■ To do ■
A single number is the answer here: the count of lines in the data below that include the word "storefront".

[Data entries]
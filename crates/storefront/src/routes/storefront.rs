//! Public storefront route handlers.

use axum::{
    Json,
    extract::{Path, State},
};
use tracing::instrument;

use marketstall_core::{ResolvedBusiness, Slug};

use crate::error::{AppError, Result};
use crate::state::AppState;

/// Public view of a business.
///
/// GET /stores/{slug}
///
/// Serves only the effective settings. Drafts never leak here.
///
/// # Errors
///
/// Returns `AppError::NotFound` for unknown or malformed slugs.
#[instrument(skip_all, fields(slug = %slug))]
pub async fn show(
    State(state): State<AppState>,
    Path(slug): Path<String>,
) -> Result<Json<ResolvedBusiness>> {
    // A malformed slug cannot name a business
    let slug = Slug::parse(&slug).map_err(|_| AppError::NotFound(slug.clone()))?;

    state
        .views()
        .effective_by_slug(&slug)
        .await?
        .map(Json)
        .ok_or_else(|| AppError::NotFound(slug.to_string()))
}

■ Response to the exercise ■
2